> [TASK OBJECTIVE] Please repeat exactly the lines below from the one containing "self.entries.get(key)" down to the one containing "pub fn is_empty(&self)", both included, and nothing else.

[Stored data entries]
══════

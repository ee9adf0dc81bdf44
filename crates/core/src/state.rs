//! Cumulative per-key state.
//!
//! A [`StateStore`] only ever grows: keys are added on their first merge and
//! accumulators are combined with increments, never replaced or removed.

use std::collections::HashMap;
use std::hash::Hash;

use serde::{Deserialize, Serialize};

/// A commutative monoid. `Default` is the identity and `combine` must be
/// associative and commutative so that merge order inside a tick is irrelevant.
pub trait Accumulator: Default + Clone {
    fn combine(&mut self, increment: &Self);
}

/// Number of movies an actor appeared in.
#[derive(Debug, Clone, Copy, Default, Serialize, Deserialize, PartialEq, Eq, PartialOrd, Ord)]
pub struct MovieCount(pub u64);

impl Accumulator for MovieCount {
    fn combine(&mut self, increment: &Self) {
        self.0 = self.0.saturating_add(increment.0);
    }
}

/// Running rating totals for an actor.
#[derive(Debug, Clone, Copy, Default, Serialize, Deserialize, PartialEq)]
pub struct RatingSum {
    pub vote_units: u64,
    pub rating_sum: f64,
}

impl RatingSum {
    /// The contribution of a single rating record.
    pub fn unit(rate: f64) -> Self {
        Self {
            vote_units: 1,
            rating_sum: rate,
        }
    }

    pub fn real_votes(&self) -> u64 {
        self.vote_units.saturating_mul(crate::VOTES_PER_RECORD)
    }

    /// Always derived from the two sums, `None` before the first vote unit.
    pub fn average(&self) -> Option<f64> {
        (self.vote_units > 0).then(|| self.rating_sum / self.vote_units as f64)
    }
}

impl Accumulator for RatingSum {
    fn combine(&mut self, increment: &Self) {
        self.vote_units = self.vote_units.saturating_add(increment.vote_units);
        self.rating_sum += increment.rating_sum;
    }
}

#[derive(Debug, Clone)]
pub struct StateStore<K, A> {
    entries: HashMap<K, A>,
}

impl<K, A> Default for StateStore<K, A> {
    fn default() -> Self {
        Self {
            entries: HashMap::new(),
        }
    }
}

impl<K, A> StateStore<K, A>
where
    K: Hash + Eq,
    A: Accumulator,
{
    pub fn new() -> Self {
        Self::default()
    }

    /// Combine `increment` into the accumulator for `key`, starting from the
    /// identity for unseen keys, and return the new accumulator.
    pub fn merge(&mut self, key: K, increment: A) -> &A {
        let acc = self.entries.entry(key).or_default();
        acc.combine(&increment);
        acc
    }

    /// Merge a whole tick of increments. Increments are first combined per
    /// key, so each touched key is written once. Returns the touched key count.
    pub fn merge_all<I>(&mut self, increments: I) -> usize
    where
        I: IntoIterator<Item = (K, A)>,
    {
        let mut pending: HashMap<K, A> = HashMap::new();
        for (key, inc) in increments {
            pending.entry(key).or_default().combine(&inc);
        }
        let touched = pending.len();
        for (key, inc) in pending {
            self.merge(key, inc);
        }
        touched
    }

    pub fn get<Q>(&self, key: &Q) -> Option<&A>
    where
        K: std::borrow::Borrow<Q>,
        Q: Hash + Eq + ?Sized,
    {
        self.entries.get(key)
    }

    pub fn iter(&self) -> impl Iterator<Item = (&K, &A)> {
        self.entries.iter()
    }

    pub fn len(&self) -> usize {
        self.entries.len()
    }

    pub fn is_empty(&self) -> bool {
        self.entries.is_empty()
    }
}

#[cfg(test)]
mod tests {
    use super::*;
    use proptest::prelude::*;

    #[test]
    fn merge_starts_from_identity() {
        let mut store: StateStore<String, MovieCount> = StateStore::new();
        assert_eq!(*store.merge("A1".into(), MovieCount(1)), MovieCount(1));
        assert_eq!(*store.merge("A1".into(), MovieCount(2)), MovieCount(3));
        assert_eq!(store.get("A2"), None);
        assert_eq!(store.len(), 1);
    }

    #[test]
    fn untouched_keys_are_preserved() {
        let mut store: StateStore<&str, RatingSum> = StateStore::new();
        store.merge_all([("A1", RatingSum::unit(8.0)), ("A2", RatingSum::unit(6.0))]);
        let touched = store.merge_all([("A1", RatingSum::unit(6.0))]);
        assert_eq!(touched, 1);
        assert_eq!(
            store.get("A1"),
            Some(&RatingSum {
                vote_units: 2,
                rating_sum: 14.0
            })
        );
        assert_eq!(store.get("A2"), Some(&RatingSum::unit(6.0)));
    }

    #[test]
    fn average_is_derived() {
        assert_eq!(RatingSum::default().average(), None);
        let acc = RatingSum {
            vote_units: 4,
            rating_sum: 30.0,
        };
        assert_eq!(acc.average(), Some(7.5));
        assert_eq!(acc.real_votes(), 4000);
    }

    fn increments() -> impl Strategy<Value = Vec<(u8, u32, u8)>> {
        // (key, vote units, rating in half steps); half steps keep float sums exact.
        prop::collection::vec((0u8..6, 1u32..4, 0u8..21), 0..60)
    }

    proptest! {
        #[test]
        fn merge_order_does_not_matter(
            (incs, shuffled, split) in increments().prop_flat_map(|incs| {
                let len = incs.len();
                (Just(incs.clone()), Just(incs).prop_shuffle(), 0..=len)
            })
        ) {
            let as_acc = |&(k, units, half): &(u8, u32, u8)| {
                (k, RatingSum { vote_units: units as u64, rating_sum: half as f64 * 0.5 })
            };

            let mut one_shot: StateStore<u8, RatingSum> = StateStore::new();
            one_shot.merge_all(incs.iter().map(as_acc));

            // Same increments, permuted and split into a batched and a one-by-one part.
            let mut grouped: StateStore<u8, RatingSum> = StateStore::new();
            grouped.merge_all(shuffled[..split].iter().map(as_acc));
            for inc in &shuffled[split..] {
                let (k, acc) = as_acc(inc);
                grouped.merge(k, acc);
            }

            prop_assert_eq!(one_shot.len(), grouped.len());
            for (k, acc) in one_shot.iter() {
                prop_assert_eq!(grouped.get(k), Some(acc));
            }
        }

        #[test]
        fn accumulators_never_decrease(ticks in prop::collection::vec(increments(), 1..8)) {
            let mut store: StateStore<u8, RatingSum> = StateStore::new();
            let mut previous: HashMap<u8, RatingSum> = HashMap::new();
            for tick in ticks {
                store.merge_all(tick.iter().map(|&(k, units, half)| {
                    (k, RatingSum { vote_units: units as u64, rating_sum: half as f64 * 0.5 })
                }));
                for (k, before) in &previous {
                    let now = store.get(k).expect("keys are never removed");
                    prop_assert!(now.vote_units >= before.vote_units);
                    prop_assert!(now.rating_sum >= before.rating_sum);
                }
                previous = store.iter().map(|(k, v)| (*k, *v)).collect();
            }
        }
    }
}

══════

> [EXERCISE OUTPUT]
        self.entries.get(key)
    }

    pub fn iter(&self) -> impl Iterator<Item = (&K, &A)> {
        self.entries.iter()
    }

    pub fn len(&self) -> usize {
        self.entries.len()
    }

    pub fn is_empty(&self) -> bool {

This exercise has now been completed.